▶ _WHAT YOU NEED TO DO_
Could you retype all of the entries below word for word?

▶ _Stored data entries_
◇ ◇ ◇ ◇ ◇ ◇ ◇

//! Tunnel service orchestration
//!
//! [`TunnelService`] runs either side of the reverse tunnel:
//!
//! - **server mode** accepts agent links into a [`PendingLinkQueue`] and
//!   pairs each user connection with the oldest pending link;
//! - **agent mode** keeps links dialed to the server, each paired with a
//!   fresh connection to the private service.
//!
//! Both modes share one lifecycle (`Idle -> Running -> Stopping -> Stopped`)
//! driven by [`TunnelService::start`] and [`TunnelService::stop`].

pub mod agent;
pub mod config;
pub mod liveness;
pub mod pending;
pub mod server;
pub mod service;
pub mod task_tracker;

pub use config::{ConfigError, TunnelConfig, TunnelMode};
pub use pending::{PendingLink, PendingLinkQueue, QueueClosed};
pub use service::{BoundAddrs, ServiceError, ServiceState, ServiceStats, TunnelService};
pub use task_tracker::TaskTracker;

pub use rqtunnel_cipher::{CipherMethod, CipherSpec};
pub use rqtunnel_connection::ReconnectConfig;
pub use rqtunnel_control::{TunnelListing, TunnelRegistry};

◇ ◇ ◇ ◇ ◇ ◇ ◇

▶ _OUTPUT OF THE EXERCISE_
//! Tunnel service orchestration
//!
//! [`TunnelService`] runs either side of the reverse tunnel:
//!
//! - **server mode** accepts agent links into a [`PendingLinkQueue`] and
//!   pairs each user connection with the oldest pending link;
//! - **agent mode** keeps links dialed to the server, each paired with a
//!   fresh connection to the private service.
//!
//! Both modes share one lifecycle (`Idle -> Running -> Stopping -> Stopped`)
//! driven by [`TunnelService::start`] and [`TunnelService::stop`].

pub mod agent;
pub mod config;
pub mod liveness;
pub mod pending;
pub mod server;
pub mod service;
pub mod task_tracker;

pub use config::{ConfigError, TunnelConfig, TunnelMode};
pub use pending::{PendingLink, PendingLinkQueue, QueueClosed};
pub use service::{BoundAddrs, ServiceError, ServiceState, ServiceStats, TunnelService};
pub use task_tracker::TaskTracker;

pub use rqtunnel_cipher::{CipherMethod, CipherSpec};
pub use rqtunnel_connection::ReconnectConfig;
pub use rqtunnel_control::{TunnelListing, TunnelRegistry};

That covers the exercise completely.